(Beginning of SUPPLIED ENTRIES)

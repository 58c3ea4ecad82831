use std::fmt;
use std::sync::{Arc, LazyLock};

use serde::{Deserialize, Serialize};

use super::{Spec, impl_spec};
use crate::record::FormRecord;
use crate::schema::{FieldAccess, FieldType, SpecField, SpecSchema};

static SCHEMA: LazyLock<Arc<SpecSchema>> = LazyLock::new(|| {
    let limit = |name: &str, code: u32| {
        SpecField::new(name, FieldType::Word)
            .with_code(code)
            .with_length(12)
            .with_preset("unset")
    };
    Arc::new(
        SpecSchema::new("group")
            .with_field(
                SpecField::new("Group", FieldType::Word)
                    .with_code(401)
                    .with_length(32)
                    .with_access(FieldAccess::Key),
            )
            .with_field(limit("MaxResults", 402))
            .with_field(limit("MaxScanRows", 403))
            .with_field(limit("MaxLockTime", 407))
            .with_field(limit("MaxOpenFiles", 413))
            .with_field(limit("Timeout", 406))
            .with_field(limit("PasswordTimeout", 409))
            .with_field(SpecField::new("Subgroups", FieldType::WordList).with_code(404))
            .with_field(SpecField::new("Owners", FieldType::WordList).with_code(408))
            .with_field(SpecField::new("Users", FieldType::WordList).with_code(405)),
    )
});

/// A group resource limit.
#[derive(Debug, Clone, Copy, PartialEq, Eq, Hash, Default, Serialize, Deserialize)]
pub enum Limit {
    /// No value set for this group; other groups or defaults apply.
    #[default]
    Unset,
    Unlimited,
    Value(u64),
}

impl Limit {
    /// Read a limit as the server writes it. Anything that is not
    /// `unlimited` or a number reads as [`Limit::Unset`].
    pub fn parse(raw: &str) -> Self {
        match raw.trim() {
            "unlimited" => Limit::Unlimited,
            other => other.parse().map(Limit::Value).unwrap_or(Limit::Unset),
        }
    }
}

impl fmt::Display for Limit {
    fn fmt(&self, f: &mut fmt::Formatter<'_>) -> fmt::Result {
        match self {
            Limit::Unset => write!(f, "unset"),
            Limit::Unlimited => write!(f, "unlimited"),
            Limit::Value(v) => write!(f, "{}", v),
        }
    }
}

/// A user group with its resource limits and membership lists.
#[derive(Debug, Clone, PartialEq, Eq)]
pub struct Group {
    record: FormRecord,
}

impl_spec!(Group, SCHEMA);

impl Group {
    pub fn new(id: impl Into<String>) -> Self {
        Self::empty().with_id(id)
    }

    pub fn id(&self) -> String {
        self.record.get("Group")
    }

    pub fn set_id(&mut self, id: impl Into<String>) {
        self.record.set("Group", id);
    }

    pub fn with_id(mut self, id: impl Into<String>) -> Self {
        self.set_id(id);
        self
    }

    fn limit(&self, field: &str) -> Limit {
        Limit::parse(&self.record.get(field))
    }

    fn set_limit(&mut self, field: &str, limit: Limit) {
        self.record.set(field, limit.to_string());
    }

    pub fn max_results(&self) -> Limit {
        self.limit("MaxResults")
    }

    pub fn set_max_results(&mut self, limit: Limit) {
        self.set_limit("MaxResults", limit);
    }

    pub fn with_max_results(mut self, limit: Limit) -> Self {
        self.set_max_results(limit);
        self
    }

    pub fn max_scan_rows(&self) -> Limit {
        self.limit("MaxScanRows")
    }

    pub fn set_max_scan_rows(&mut self, limit: Limit) {
        self.set_limit("MaxScanRows", limit);
    }

    pub fn with_max_scan_rows(mut self, limit: Limit) -> Self {
        self.set_max_scan_rows(limit);
        self
    }

    /// Milliseconds.
    pub fn max_lock_time(&self) -> Limit {
        self.limit("MaxLockTime")
    }

    pub fn set_max_lock_time(&mut self, limit: Limit) {
        self.set_limit("MaxLockTime", limit);
    }

    pub fn with_max_lock_time(mut self, limit: Limit) -> Self {
        self.set_max_lock_time(limit);
        self
    }

    pub fn max_open_files(&self) -> Limit {
        self.limit("MaxOpenFiles")
    }

    pub fn set_max_open_files(&mut self, limit: Limit) {
        self.set_limit("MaxOpenFiles", limit);
    }

    pub fn with_max_open_files(mut self, limit: Limit) -> Self {
        self.set_max_open_files(limit);
        self
    }

    /// Ticket lifetime in seconds.
    pub fn timeout(&self) -> Limit {
        self.limit("Timeout")
    }

    pub fn set_timeout(&mut self, limit: Limit) {
        self.set_limit("Timeout", limit);
    }

    pub fn with_timeout(mut self, limit: Limit) -> Self {
        self.set_timeout(limit);
        self
    }

    pub fn password_timeout(&self) -> Limit {
        self.limit("PasswordTimeout")
    }

    pub fn set_password_timeout(&mut self, limit: Limit) {
        self.set_limit("PasswordTimeout", limit);
    }

    pub fn with_password_timeout(mut self, limit: Limit) -> Self {
        self.set_password_timeout(limit);
        self
    }

    pub fn subgroups(&self) -> Vec<String> {
        self.record.get_list("Subgroups")
    }

    pub fn set_subgroups<I, S>(&mut self, groups: I)
    where
        I: IntoIterator<Item = S>,
        S: Into<String>,
    {
        self.record.set_list("Subgroups", groups);
    }

    pub fn with_subgroups<I, S>(mut self, groups: I) -> Self
    where
        I: IntoIterator<Item = S>,
        S: Into<String>,
    {
        self.set_subgroups(groups);
        self
    }

    pub fn owners(&self) -> Vec<String> {
        self.record.get_list("Owners")
    }

    pub fn set_owners<I, S>(&mut self, owners: I)
    where
        I: IntoIterator<Item = S>,
        S: Into<String>,
    {
        self.record.set_list("Owners", owners);
    }

    pub fn with_owners<I, S>(mut self, owners: I) -> Self
    where
        I: IntoIterator<Item = S>,
        S: Into<String>,
    {
        self.set_owners(owners);
        self
    }

    pub fn users(&self) -> Vec<String> {
        self.record.get_list("Users")
    }

    pub fn set_users<I, S>(&mut self, users: I)
    where
        I: IntoIterator<Item = S>,
        S: Into<String>,
    {
        self.record.set_list("Users", users);
    }

    pub fn with_users<I, S>(mut self, users: I) -> Self
    where
        I: IntoIterator<Item = S>,
        S: Into<String>,
    {
        self.set_users(users);
        self
    }
}

#[cfg(test)]
mod tests {
    use super::*;

    const TEXT: &str = "Group:\teveryone\n\n\
                        MaxResults:\t9999\n\n\
                        MaxScanRows:\tunlimited\n\n\
                        MaxLockTime:\tunset\n\n\
                        MaxOpenFiles:\t200\n\n\
                        Timeout:\t43200\n\n\
                        PasswordTimeout:\tunset\n\n\
                        Subgroups:\n\tadmins\n\n\
                        Owners:\n\talex\n\n\
                        Users:\n\talex\n\tbob\n\tcarol\n\n";

    #[test]
    fn test_parse_limits_and_lists() {
        let group = Group::from_form_text(TEXT).unwrap();
        assert_eq!(group.id(), "everyone");
        assert_eq!(group.max_results(), Limit::Value(9999));
        assert_eq!(group.max_scan_rows(), Limit::Unlimited);
        assert_eq!(group.max_lock_time(), Limit::Unset);
        assert_eq!(group.max_open_files(), Limit::Value(200));
        assert_eq!(group.timeout(), Limit::Value(43200));
        assert_eq!(group.password_timeout(), Limit::Unset);
        assert_eq!(group.subgroups(), vec!["admins"]);
        assert_eq!(group.owners(), vec!["alex"]);
        assert_eq!(group.users(), vec!["alex", "bob", "carol"]);
    }

    #[test]
    fn test_empty_defaults() {
        let group = Group::default();
        assert_eq!(group.id(), "");
        assert_eq!(group.max_results(), Limit::Unset);
        assert!(group.users().is_empty());
        assert!(group.owners().is_empty());
        assert!(group.subgroups().is_empty());
    }

    #[test]
    fn test_roundtrip() {
        let first = Group::from_form_text(TEXT).unwrap();
        let second = Group::from_form_text(&first.to_string()).unwrap();
        assert_eq!(first, second);
    }

    #[test]
    fn test_builder() {
        let group = Group::new("devs")
            .with_max_results(Limit::Value(50_000))
            .with_timeout(Limit::Unlimited)
            .with_users(["alex", "bob"])
            .with_owners(["alex"]);
        assert_eq!(group.record().get("MaxResults"), "50000");
        assert_eq!(group.record().get("Timeout"), "unlimited");
        assert_eq!(
            group.to_string(),
            "Group:\tdevs\n\nMaxResults:\t50000\n\nTimeout:\tunlimited\n\n\
             Users:\n\talex\n\tbob\n\nOwners:\n\talex\n\n"
        );
    }

    #[test]
    fn test_from_tagged_users() {
        let group = Group::from_tagged([
            ("Group", "g"),
            ("Users2", "carol"),
            ("Users0", "alex"),
            ("Users1", "bob"),
            ("MaxResults", "unlimited"),
        ]);
        assert_eq!(group.users(), vec!["alex", "bob", "carol"]);
        assert_eq!(group.max_results(), Limit::Unlimited);
    }

    #[test]
    fn test_limit_parse_lenient() {
        assert_eq!(Limit::parse(" 12 "), Limit::Value(12));
        assert_eq!(Limit::parse("unset"), Limit::Unset);
        assert_eq!(Limit::parse(""), Limit::Unset);
        assert_eq!(Limit::parse("-1"), Limit::Unset);
        assert_eq!(Limit::Value(7).to_string(), "7");
    }
}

(End of SUPPLIED ENTRIES)

**WORK TO COMPLETE**
Total up the lines in the listing above that include "talex". Give the number by itself.

**EXERCISE ANSWER**
3